Léonard de Vinci dormait 20 minutes toutes les 4 heures... mais les génies ont tout de même besoin de sommeil<!-- --> | Atlantico.fr
Atlantico, c'est qui, c'est quoi ?
Newsletter
Décryptages
Pépites
Dossiers
Rendez-vous
Atlantico-Light
Vidéos
Podcasts
Santé
Léonard de Vinci dormait 20 minutes toutes les 4 heures... mais les génies ont tout de même besoin de sommeil
©Reuters

Bonnes feuilles

Dans son "Dictionnaire des idées reçues", Gustave Flaubert écrivait : "Hoquet : Pour le guérir, une clef dans le dos ou une peur." Plus de cent ans après, la littérature scientifique médicale confirme : la peur est bien un moyen de faire passer le hoquet. Mais combien de ces idées communes ont un fondement scientifique ? Démêler le vrai du faux : tel est l’objectif de Jacques Belghiti, professeur de médecine, et Annette Vezin, journaliste et curieuse professionnelle, dans un livre qui met à l’épreuve des données de la recherche plus de 200 idées reçues. Extrait de "Tant qu'on a la santé" de Jacques Belghiti et Annette Vezin, aux éditions Fayard (2/2)

Annette Vezin

Annette Vezin

 Annette Vezin est journaliste.

Voir la bio »
Jacques Belghiti

Jacques Belghiti

Jacques Belghiti, professeur de chirurgie digestive à l’Université Paris Diderot est aujourd’hui membre du collège de la Haute Autorité de santé. 

Voir la bio »

Dormir

Les grands génies n’ont pas besoin de sommeil : faux

Leonard de Vinci dormait 20 minutes toutes les 4 heures, Mozart ne se couchait jamais avant 1 heure du matin et dormait 5 heures par nuit, Voltaire, 4 heures, en buvant 40 tasses de café par jour… Mais Ludwig Van Beethoven, Georges Simenon et Victor Hugo tenaient à leurs 8 heures chaque nuit. Qu’en conclure ? Il ne suffit pas d’avoir des insomnies pour faire œuvre créatrice. Mais moins dormir parce qu’on travaille à son œuvre et que son corps ne demande pas davantage de sommeil, c’est une autre affaire. Certaines recherches montrent que le pic de créativité se situerait juste au réveil. Dormir peu ou beaucoup, pour créer ou être génial, cela n’aurait pas d’importance, à condition de se précipiter pour travailler au réveil. À chacun son réveil, à chacun son génie.
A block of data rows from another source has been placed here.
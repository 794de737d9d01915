//! Collaboration projects, their semester labels and create/update payloads.

use std::fmt;
use std::str::FromStr;

use serde::{Deserialize, Serialize};

use crate::error::CoreError;
use crate::types::{BriefOf, EntityId, Record};

/// Maximum length of a project title.
pub const MAX_TITLE_LEN: usize = 200;

/// Semester code stored on the backend for the autumn term.
pub const SEMESTER_CODE_AUTUMN: i16 = 1;

/// Semester code stored on the backend for the spring term.
pub const SEMESTER_CODE_SPRING: i16 = 2;

// ---------------------------------------------------------------------------
// Status and semester
// ---------------------------------------------------------------------------

/// Project lifecycle status.
#[derive(Debug, Clone, Copy, PartialEq, Eq, PartialOrd, Ord, Hash, Serialize, Deserialize)]
pub enum ProjectStatus {
    Created,
    InWork,
    Completed,
}

/// Display label derived from an integer semester code.
#[derive(Debug, Clone, Copy, PartialEq, Eq, PartialOrd, Ord, Hash, Serialize, Deserialize)]
pub enum Semester {
    Autumn,
    Spring,
}

impl Semester {
    /// Map a stored semester code to its label. Unknown codes have no label.
    pub fn from_code(code: i16) -> Option<Semester> {
        match code {
            SEMESTER_CODE_AUTUMN => Some(Semester::Autumn),
            SEMESTER_CODE_SPRING => Some(Semester::Spring),
            _ => None,
        }
    }

    pub fn label(self) -> &'static str {
        match self {
            Semester::Autumn => "Autumn",
            Semester::Spring => "Spring",
        }
    }
}

impl fmt::Display for Semester {
    fn fmt(&self, f: &mut fmt::Formatter<'_>) -> fmt::Result {
        f.write_str(self.label())
    }
}

impl FromStr for Semester {
    type Err = CoreError;

    fn from_str(s: &str) -> Result<Self, Self::Err> {
        match s.trim().to_lowercase().as_str() {
            "autumn" => Ok(Semester::Autumn),
            "spring" => Ok(Semester::Spring),
            other => Err(CoreError::Validation(format!(
                "Invalid semester '{other}'. Must be one of: Autumn, Spring"
            ))),
        }
    }
}

// ---------------------------------------------------------------------------
// Records
// ---------------------------------------------------------------------------

/// Full project record returned by the detail endpoint.
#[derive(Debug, Clone, PartialEq, Serialize, Deserialize)]
pub struct Project {
    pub id: EntityId,
    pub title: String,
    pub description: String,
    pub team_name: String,
    pub meeting_link: Option<String>,
    pub status: ProjectStatus,
    /// Integer semester code; see [`Semester::from_code`].
    pub semester: i16,
    pub year: i32,
    pub tutor_id: Option<EntityId>,
    pub tutor_name: Option<String>,
}

/// Abbreviated project projection used in list views.
#[derive(Debug, Clone, PartialEq, Serialize, Deserialize)]
pub struct ProjectBrief {
    pub id: EntityId,
    pub title: String,
    pub team_name: String,
    pub status: ProjectStatus,
    pub semester: i16,
    pub year: i32,
    pub tutor_name: Option<String>,
}

impl Project {
    pub fn semester_label(&self) -> Option<Semester> {
        Semester::from_code(self.semester)
    }

    /// Apply a partial update. Fields absent from the patch are untouched.
    pub fn apply_patch(&mut self, patch: &ProjectPatch) {
        if let Some(title) = &patch.title {
            self.title = title.clone();
        }
        if let Some(description) = &patch.description {
            self.description = description.clone();
        }
        if let Some(team_name) = &patch.team_name {
            self.team_name = team_name.clone();
        }
        if let Some(link) = &patch.meeting_link {
            self.meeting_link = Some(link.clone());
        }
        if let Some(status) = patch.status {
            self.status = status;
        }
        if let Some(semester) = patch.semester {
            self.semester = semester;
        }
        if let Some(year) = patch.year {
            self.year = year;
        }
    }
}

impl ProjectBrief {
    pub fn semester_label(&self) -> Option<Semester> {
        Semester::from_code(self.semester)
    }
}

impl Record for Project {
    fn id(&self) -> EntityId {
        self.id
    }
}

impl Record for ProjectBrief {
    fn id(&self) -> EntityId {
        self.id
    }
}

impl BriefOf<Project> for ProjectBrief {
    fn brief_of(full: &Project) -> Self {
        ProjectBrief {
            id: full.id,
            title: full.title.clone(),
            team_name: full.team_name.clone(),
            status: full.status,
            semester: full.semester,
            year: full.year,
            tutor_name: full.tutor_name.clone(),
        }
    }
}

// ---------------------------------------------------------------------------
// Payloads
// ---------------------------------------------------------------------------

/// Payload for creating a project.
#[derive(Debug, Clone, Serialize, Deserialize)]
pub struct NewProject {
    pub title: String,
    pub description: String,
    pub team_name: String,
    pub meeting_link: Option<String>,
    pub semester: i16,
    pub year: i32,
    pub tutor_id: Option<EntityId>,
}

/// Partial update for a project. All fields are optional.
#[derive(Debug, Clone, Default, Serialize, Deserialize)]
pub struct ProjectPatch {
    #[serde(skip_serializing_if = "Option::is_none")]
    pub title: Option<String>,
    #[serde(skip_serializing_if = "Option::is_none")]
    pub description: Option<String>,
    #[serde(skip_serializing_if = "Option::is_none")]
    pub team_name: Option<String>,
    #[serde(skip_serializing_if = "Option::is_none")]
    pub meeting_link: Option<String>,
    #[serde(skip_serializing_if = "Option::is_none")]
    pub status: Option<ProjectStatus>,
    #[serde(skip_serializing_if = "Option::is_none")]
    pub semester: Option<i16>,
    #[serde(skip_serializing_if = "Option::is_none")]
    pub year: Option<i32>,
}

/// Body of the tutor assignment endpoint. `None` removes the tutor.
#[derive(Debug, Clone, Copy, Serialize, Deserialize)]
pub struct TutorAssignment {
    pub tutor_id: Option<EntityId>,
}

// ---------------------------------------------------------------------------
// Validation
// ---------------------------------------------------------------------------

/// Validate a project title: non-empty after trimming and within length limit.
pub fn validate_title(title: &str) -> Result<(), CoreError> {
    if title.trim().is_empty() {
        return Err(CoreError::Validation(
            "Project title must not be empty".to_string(),
        ));
    }
    if title.len() > MAX_TITLE_LEN {
        return Err(CoreError::Validation(format!(
            "Project title too long: {} chars (max {MAX_TITLE_LEN})",
            title.len()
        )));
    }
    Ok(())
}

/// Validate that a semester code maps to a known label.
pub fn validate_semester_code(code: i16) -> Result<(), CoreError> {
    Semester::from_code(code).map(|_| ()).ok_or_else(|| {
        CoreError::Validation(format!(
            "Invalid semester code {code}. Must be {SEMESTER_CODE_AUTUMN} (Autumn) or {SEMESTER_CODE_SPRING} (Spring)"
        ))
    })
}

impl NewProject {
    /// Required-field check run before the payload is submitted.
    pub fn validate(&self) -> Result<(), CoreError> {
        validate_title(&self.title)?;
        if self.team_name.trim().is_empty() {
            return Err(CoreError::Validation(
                "Team name must not be empty".to_string(),
            ));
        }
        validate_semester_code(self.semester)?;
        Ok(())
    }
}

impl ProjectPatch {
    pub fn validate(&self) -> Result<(), CoreError> {
        if let Some(title) = &self.title {
            validate_title(title)?;
        }
        if let Some(code) = self.semester {
            validate_semester_code(code)?;
        }
        Ok(())
    }
}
Réveiller un somnambule est dangereux : faux

« Un romancier est souvent un somnambule, constatait Patrick Modiano dans son discours de réception du prix Nobel, tant il est pénétré par ce qu’il doit écrire, et l’on peut craindre qu’il se fasse écraser quand il traverse une rue. Mais l’on oublie cette extrême précision des somnambules qui marchent sur les toits sans jamais tomber. » En réalité, peu de somnambules marchent sur les toits. Pas plus qu’ils ne tuent, se suicident, font l’amour, se gavent nuitamment dans le réfrigérateur ou envoient des mails assassins, même si tous ces actes ont bien été répertoriés dans les gazettes. 15 à 40 % des enfants, entre sept et douze ans ont eu un épisode de somnambulisme, mais seulement 1 à 6 % font plusieurs accès par mois et sont donc réellement somnambules. Dans la plupart des cas (60 à 80 %), c’est aussi une affaire de famille. Les crises de somnambulisme surviennent durant les phases de sommeil profond après l’endormissement. L’enfant se lève, déambule quelques minutes dans un état dit « d’éveil dissocié » (qui n’est ni sommeil, ni éveil) et le plus souvent se rendort facilement. Il peut ouvrir une porte ou une fenêtre et se mettre en danger. Les somnambules peuvent agir mais ne sont pas conscients de leur action et ne s’en souviennent pas une fois réveillés. Faut-il ou non les réveiller ? Parce que leur réaction peut parfois être violente, tant il est difficile pour certains de passer brusquement de la phase de sommeil à celle du réveil, on a pu penser que non. Mais en cas de mise en danger pour eux­mêmes, il ne faut pas hésiter.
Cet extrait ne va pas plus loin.